El Recoletas Atlético Valladolid ha comenzado la temporada como un auténtico tiro, con tres victorias en cuatro partidos disputados y a pesar de la derrota in extremis en Nava, los pucelanos se han rehecho y sacaron a relucir su mejor juego ante un Guadalajara en horas bajas, dado que esta temporada se apostó por un revolución con jugadores muy jóvenes a los que les falta aún poso en la competición.

 

Desde el comienzo los pucelanos comenzaron muy serios en defensa, haciendo valer sus centímetros para dificultar el ataque de jugadores como Paredes o El Korchi. Si no aparecían los brazos de algún defensor era César Pérez quien hacia valerse en portería con sus intervenciones. Poco a poco el conjunto azulón iba cogiendo distancia en el marcador, liderados en ataque por Adrián Pérez, que hacía mover el balón a una velocidad vertiginosa.

 

En los primeros compases fue clave el juego con el pivote. Adrián Ugarte se ha acoplado a las mil maravillas a este equipo y viceversa, demostrando que Valladolid necesita un jugador dominante en los seis metros para desplegar sus mejores armas.
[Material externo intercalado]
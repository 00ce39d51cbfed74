//! Shared plumbing for the calculator binaries: logging, interactive input,
//! catalog selection and report output.

use std::io::{self, BufRead, Write};
use std::path::{Path, PathBuf};
use std::str::FromStr;

use anyhow::{Context, bail};
use chrono::{DateTime, NaiveDate, Utc};
use clap::Args;
use log::info;
use orbital_calculator::bodies::{Body, Catalog};
use orbital_calculator::conics::{LaunchWindows, TransferEllipse};
use orbital_calculator::export;
use orbital_calculator::solver::{Knowns, Step};
use rust_decimal::Decimal;
use serde::Serialize;

/// Install the logger; verbosity comes from `RUST_LOG` and defaults to `warn`.
pub fn init_logging() {
    let _ = env_logger::Builder::from_env(env_logger::Env::default().default_filter_or("warn"))
        .try_init();
}

/// Reads answers line by line, echoing each question first.
pub struct Prompter<R, W> {
    input: R,
    output: W,
}

impl Prompter<io::StdinLock<'static>, io::Stdout> {
    pub fn stdio() -> Self {
        Self::new(io::stdin().lock(), io::stdout())
    }
}

impl<R: BufRead, W: Write> Prompter<R, W> {
    pub fn new(input: R, output: W) -> Self {
        Self { input, output }
    }

    /// One trimmed line; end of input is an error.
    pub fn line(&mut self, question: &str) -> anyhow::Result<String> {
        write!(self.output, "{question}: ")?;
        self.output.flush()?;
        let mut answer = String::new();
        if self.input.read_line(&mut answer)? == 0 {
            bail!("no answer given for `{question}`");
        }
        Ok(answer.trim().to_string())
    }

    pub fn value<T>(&mut self, question: &str) -> anyhow::Result<T>
    where
        T: FromStr,
        T::Err: std::error::Error + Send + Sync + 'static,
    {
        let answer = self.line(question)?;
        answer
            .parse()
            .with_context(|| format!("invalid answer `{answer}` for `{question}`"))
    }

    /// A blank answer leaves the value unknown.
    pub fn optional_decimal(&mut self, question: &str) -> anyhow::Result<Option<Decimal>> {
        let answer = self.line(question)?;
        if answer.is_empty() {
            return Ok(None);
        }
        let value = Decimal::from_str(&answer)
            .or_else(|_| Decimal::from_scientific(&answer))
            .with_context(|| format!("invalid number `{answer}` for `{question}`"))?;
        Ok(Some(value))
    }

    /// Ask for the flag value when it was not given on the command line.
    pub fn or_ask<T>(&mut self, value: Option<T>, question: &str) -> anyhow::Result<T>
    where
        T: FromStr,
        T::Err: std::error::Error + Send + Sync + 'static,
    {
        match value {
            Some(value) => Ok(value),
            None => self.value(question),
        }
    }

    /// Ask for every parameter in turn; blank answers stay unknown.
    pub fn knowns(&mut self, params: &[(&str, &str)]) -> anyhow::Result<Knowns> {
        let mut knowns = Knowns::new();
        for (name, question) in params {
            if let Some(value) = self.optional_decimal(question)? {
                knowns.insert(*name, value);
            }
        }
        Ok(knowns)
    }
}

/// Knowns from optional command-line values.
pub fn knowns_from(values: &[(&str, Option<Decimal>)]) -> Knowns {
    values
        .iter()
        .filter_map(|(name, value)| value.map(|value| (*name, value)))
        .collect()
}

/// Built-in catalog, extended with the bodies at `path` when given.
pub fn catalog(path: Option<&Path>) -> anyhow::Result<Catalog> {
    match path {
        Some(path) => orbital_calculator::config::load_catalog(path)
            .with_context(|| format!("loading bodies from {}", path.display())),
        None => Ok(Catalog::new()),
    }
}

/// Print the trace to stdout, then `Raw data:` and the JSON dump to `output`.
pub fn report<T: Serialize + ?Sized>(
    trace: &[Step],
    value: &T,
    output: &Path,
) -> anyhow::Result<()> {
    if output == Path::new("-") {
        let stdout = io::stdout();
        let mut lock = stdout.lock();
        export::write_report(&mut lock, trace, value)?;
        return Ok(());
    }
    {
        let stdout = io::stdout();
        let mut lock = stdout.lock();
        export::write_trace(&mut lock, trace)?;
        writeln!(lock)?;
        writeln!(lock, "Raw data: {}", output.display())?;
    }
    info!("writing raw data to {}", output.display());
    let mut writer = export::writer_for_path(output)
        .with_context(|| format!("creating {}", output.display()))?;
    export::write_json(&mut *writer, value)?;
    writer.flush()?;
    Ok(())
}

/// Flags shared by the transfer binaries.
#[derive(Args, Debug)]
pub struct TransferArgs {
    /// Central body of the transfer
    #[arg(long, default_value = "sonne")]
    pub central: String,

    /// Departure body; its semi-major axis becomes the start radius
    #[arg(long)]
    pub from: Option<String>,

    /// Target body; its semi-major axis becomes the target radius
    #[arg(long)]
    pub to: Option<String>,

    /// Start radius in km, instead of a departure body
    #[arg(long)]
    pub r_start: Option<Decimal>,

    /// Target radius in km, instead of a target body
    #[arg(long)]
    pub r_target: Option<Decimal>,

    /// Force an inward transfer (otherwise inferred from the radii)
    #[arg(long, default_value_t = false)]
    pub inward: bool,

    /// List launch windows around this date (YYYY-MM-DD)
    #[arg(long, value_parser = parse_date)]
    pub date: Option<DateTime<Utc>>,

    /// Number of upcoming launch windows to list with --date
    #[arg(long, default_value_t = 3)]
    pub windows: usize,

    /// Extra body definitions (YAML list, TOML file or directory)
    #[arg(long)]
    pub bodies: Option<PathBuf>,

    /// JSON output path ("-" for stdout)
    #[arg(long, default_value = "-")]
    pub output: PathBuf,
}

/// Endpoints of a transfer after prompting for whatever is missing.
pub struct Endpoints<'a> {
    pub central: &'a Body,
    pub start: Option<&'a Body>,
    pub target: Option<&'a Body>,
    pub knowns: Knowns,
}

impl TransferArgs {
    /// Bodies named by flags or answers. Without any endpoint flag the
    /// departure and target bodies are asked for.
    pub fn endpoints<'a, R: BufRead, W: Write>(
        &self,
        catalog: &'a Catalog,
        prompter: &mut Prompter<R, W>,
    ) -> anyhow::Result<Endpoints<'a>> {
        let central = catalog.get(&self.central)?;
        let (from, to) = if self.from.is_none()
            && self.to.is_none()
            && self.r_start.is_none()
            && self.r_target.is_none()
        {
            (
                Some(prompter.line("From (body)")?),
                Some(prompter.line("To (body)")?),
            )
        } else {
            (self.from.clone(), self.to.clone())
        };
        let start = from.as_deref().map(|name| catalog.get(name)).transpose()?;
        let target = to.as_deref().map(|name| catalog.get(name)).transpose()?;
        let inward = self.inward.then_some(Decimal::ONE);
        let knowns = knowns_from(&[
            ("r_start", self.r_start),
            ("r_target", self.r_target),
            ("inward", inward),
        ]);
        Ok(Endpoints {
            central,
            start,
            target,
            knowns,
        })
    }

    /// Report the transfer, then the launch windows when a date was given.
    pub fn finish(&self, transfer: &TransferEllipse<'_>) -> anyhow::Result<()> {
        report(transfer.trace(), transfer, &self.output)?;
        println!();
        println!("Transfer time: {:.1} days", transfer.transfer_days());
        if let Some(date) = self.date {
            print_windows(&transfer.launch_windows()?, date, self.windows)?;
        }
        Ok(())
    }
}

/// Launch windows bracketing `date` followed by the next `count` ones.
pub fn print_windows(
    windows: &LaunchWindows,
    date: DateTime<Utc>,
    count: usize,
) -> anyhow::Result<()> {
    let (previous, next) = windows.around(date)?;
    println!(
        "Launch windows around {}: {} / {}",
        date.format("%Y-%m-%d"),
        previous.format("%Y-%m-%d %H:%M"),
        next.format("%Y-%m-%d %H:%M")
    );
    for (index, window) in windows.upcoming(date, count)?.iter().enumerate() {
        println!("  #{:<2} {}", index + 1, window.format("%Y-%m-%d %H:%M"));
    }
    Ok(())
}

/// `YYYY-MM-DD`, midnight UTC.
pub fn parse_date(value: &str) -> Result<DateTime<Utc>, String> {
    NaiveDate::parse_from_str(value, "%Y-%m-%d")
        .map_err(|err| format!("expected YYYY-MM-DD: {err}"))
        .map(|date| date.and_time(chrono::NaiveTime::MIN).and_utc())
}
La pasada temporada notó esta ausencia a pesar de la presencia de Robin Duarte, pero con el navarro las cosas han cambiado y recuerda mucho al equipo que encandilaba con Abel Serdio actuando en esa posición.

 

Al ecuador del primer tiempo los Gladiadores Azules ya dominaban plácidamente por cinco goles (9-4), una renta que consiguieron ir manteniendo sin pasar demasiados apuros, cuando los alcarreños conseguían acercarse en el marcador, los pucelanos contestaban con un nuevo arreón, ensalzando la figura de Jorge Serrano en estos minutos. Al descanso, el marcador reflejaba un 18-13 y grandes sensaciones en el cuadro local.

 

Y si el comienzo del partido fue bueno, la salida al segundo tiempo fue aún mejor. Los de Pisonero pusieron la directa, cerraron aún más filas en defensa y lograron abrir más la brecha en el resultado hasta los ocho goles. Aun así Guadalajara no perdió la cara al partido y por momentos pareció que podía meterse de nuevo, aunque toda duda quedaba disipada cuando en portería, ahora Carlos Calle, echaba la persiana e impedía sumar goles a los visitantes.

 

Con el choque ya decidido el Recoletas tan solo tuvo que esperar a que sonara la chicharra para celebrar su primer triunfo como local de la temporada ante una afición entregada y que pudo volver a Huerta del Rey mucho meses después.